24 de maio de 2009

“Entreteias” chegou às minhas mãos em folhas avulsas de papel reciclado, sem o acabamento visual elaborado pelas editoras. A agitação do dia-a-dia me obrigou a deixá-lo sobre a mesa da sala por duas semanas, ainda que o nome da obra tenha despertado em mim um interesse que me corroeu por todo esse tempo.

A leitura de um livro começa pelo título. É a partir dele que o imaginário do leitor vai ser moldado. O neologismo aqui presente sugere de modo fulminante a atmosfera moderna em que o leitor está prestes a penetrar. A suspeita inicial é confirmada logo nos primeiros “cantos”, em que o autor assume uma postura filosófica, reflexiva, ao longo de versos brancos, dispostos sem o rigor formal tão característico da poesia clássica.

Na temática também é assim, por isso não espere encontrar aqui poemas de amor dilacerante, paixões arrebatadoras, confissões de um “eu” lírico escancarado. Não é esse o propósito do livro.

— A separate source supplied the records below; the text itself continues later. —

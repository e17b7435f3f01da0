//! Coinbase Developer Platform SDK for Rust.
//!
//! A client for the CDP REST API covering end users, EVM swaps, faucets,
//! token balances and smart-account user operations, with built-in usage and
//! error analytics.
//!
//! # What This SDK Provides
//!
//! - High-level client: [`CdpClient`]
//! - Typed REST API access: [`api::CdpApi`]
//! - Instrumented domain clients: [`EndUserClient`], [`EvmClient`], [`EvmSmartAccount`]
//! - Method interception with non-recursive error reporting: [`analytics::MethodRegistry`]
//!
//! # Quick Start
//!
//! ```rust,no_run
//! use cdp_sdk::{AuthenticationMethod, CdpClient, CreateEndUserOptions};
//!
//! #[tokio::main]
//! async fn main() -> Result<(), cdp_sdk::CdpError> {
//!     let client = CdpClient::from_env()?;
//!
//!     let user = client
//!         .end_user()
//!         .create_end_user(CreateEndUserOptions {
//!             authentication_methods: vec![AuthenticationMethod::email("user@example.com")],
//!             ..Default::default()
//!         })
//!         .await?;
//!
//!     println!("created end user {}", user.user_id);
//!     Ok(())
//! }
//! ```
//!
//! # Common Tasks
//!
//! ## Swap Prices and Quotes
//!
//! ```rust,no_run
//! use cdp_sdk::{CdpClient, CreateSwapQuoteOptions, Network, SwapQuote};
//!
//! #[tokio::main]
//! async fn main() -> Result<(), cdp_sdk::CdpError> {
//!     let client = CdpClient::from_env()?;
//!     let quote = client
//!         .evm()
//!         .create_swap_quote(CreateSwapQuoteOptions {
//!             from_token: "0x833589fCD6eDb6E08f4c7C32D4f71b54bdA02913".into(),
//!             to_token: "0x4200000000000000000000000000000000000006".into(),
//!             from_amount: "100000000".into(),
//!             network: Network::Base,
//!             taker: "0x1234567890123456789012345678901234567890".into(),
//!             signer_address: None,
//!             gas_price: None,
//!             slippage_bps: Some(100),
//!             idempotency_key: None,
//!         })
//!         .await?;
//!
//!     match quote {
//!         SwapQuote::Available(quote) => println!("expect {}", quote.to_amount),
//!         SwapQuote::Unavailable(_) => println!("no liquidity"),
//!     }
//!     Ok(())
//! }
//! ```
//!
//! ## Smart Account User Operations
//!
//! ```rust,no_run
//! use std::sync::Arc;
//!
//! use cdp_sdk::{CdpClient, ContractCall, LocalAccount, Network, WaitOptions};
//!
//! #[tokio::main]
//! async fn main() -> Result<(), cdp_sdk::CdpError> {
//!     let client = CdpClient::from_env()?;
//!     let owner = Arc::new(LocalAccount::from_hex(&std::env::var("OWNER_KEY").unwrap())?);
//!     let account = client
//!         .evm()
//!         .get_smart_account("0x1234567890123456789012345678901234567890", owner)?;
//!
//!     let op = account
//!         .send_user_operation(
//!             vec![ContractCall::new("0x000000000000000000000000000000000000dEaD", "0", "0x")],
//!             Network::BaseSepolia,
//!             None,
//!         )
//!         .await?;
//!     let done = account
//!         .wait_for_user_operation(op.user_op_hash, WaitOptions::default())
//!         .await?;
//!     println!("status: {:?}", done.status);
//!     Ok(())
//! }
//! ```
//!
//! # Analytics
//!
//! Each public operation records an action event, and each trackable error
//! returned from an instrumented method records one error event. Set
//! `DISABLE_CDP_USAGE_TRACKING=true` or `DISABLE_CDP_ERROR_REPORTING=true` to
//! turn either stream off. See [`analytics`] for the interception rules and
//! [`analytics::is_trackable`] for the error taxonomy. To report a different
//! set of errors, build the client with [`CdpClient::with_analytics`] and an
//! [`Analytics`] handle carrying [`Analytics::with_policy`].
//!
//! # Logging
//!
//! This crate emits debug-level logs through the [`log`](https://docs.rs/log/) facade
//! for API and client calls. Configure any compatible logger in your binary, then set
//! `RUST_LOG=debug` to inspect request flow and retry behavior.
//!
//! # Errors
//!
//! All fallible operations return [`CdpError`]:
//!
//! - Caller input problems (`UserInputValidation`)
//! - Classified service rejections (`Api`, carrying an [`HttpErrorType`])
//! - Transport failures (`Network`)
//! - Swap and polling outcomes (`InsufficientLiquidity`, `Timeout`)
pub mod analytics;
pub mod api;
pub mod auth;
pub mod client;
pub mod config;
pub mod crypto;
pub mod end_user;
pub mod errors;
pub mod evm;
pub mod models;
pub mod smart_account;
pub mod units;

// Re-export primary types for convenience.
pub use analytics::{instrument, is_trackable, Analytics, EventSink, MethodRegistry};
pub use client::CdpClient;
pub use config::{AnalyticsConfig, CdpConfig, Network, RetryConfig};
pub use crypto::{LocalAccount, Signer};
pub use end_user::EndUserClient;
pub use errors::{CdpError, HttpErrorType};
pub use evm::EvmClient;
pub use models::*;
pub use smart_account::EvmSmartAccount;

Para mim, que tenho a sorte de manter os olhos e a mente no século XXI e o coração no século XIX, foi uma grata surpresa essa constatação, o que me causou uma estranheza só denunciada pelos olhos de quem vê o novo pela primeira vez.

O poeta Diego Braga não escreve poesia popular, não redige aquele verso que se compreende na primeira leitura; produz, antes de tudo, um texto desafiador, instigante, que exige do leitor o raciocínio, o cuidado, a reflexão. Esse traço revela, na intuição de minha sensibilidade, o grande mérito do livro. A poesia dele, elaborada dessa forma, se apresenta a maior parte do tempo exalando o aroma fresco da vanguarda.

Em seu estro, ele usa e abusa de recursos lingüísticos que visam, sem qualquer prepotência, reinventar a língua, esmiúça-la, virá-la do avesso até, se necessário for, só para traduzir o sentimento preciso, muitas vezes descrevendo a “aparência” do abstrato, como se fosse um exercício literário desafiador e complexo.

O jogo de palavras, a antítese, o anagrama, a influência de Fernando Pessoa e dos gregos, o neologismo de James Joyce e Guimarães Rosa, a poesia visual, herança concreta dos irmãos Campos e Décio Pignatari, a natureza, os Deuses, o tudo e o nada, o muito e o pouco, desfilam nas páginas desse livro, cuja leitura me deixou convicto, nas palavras do próprio autor, de que “tudo é um deixar de ser outra coisa”.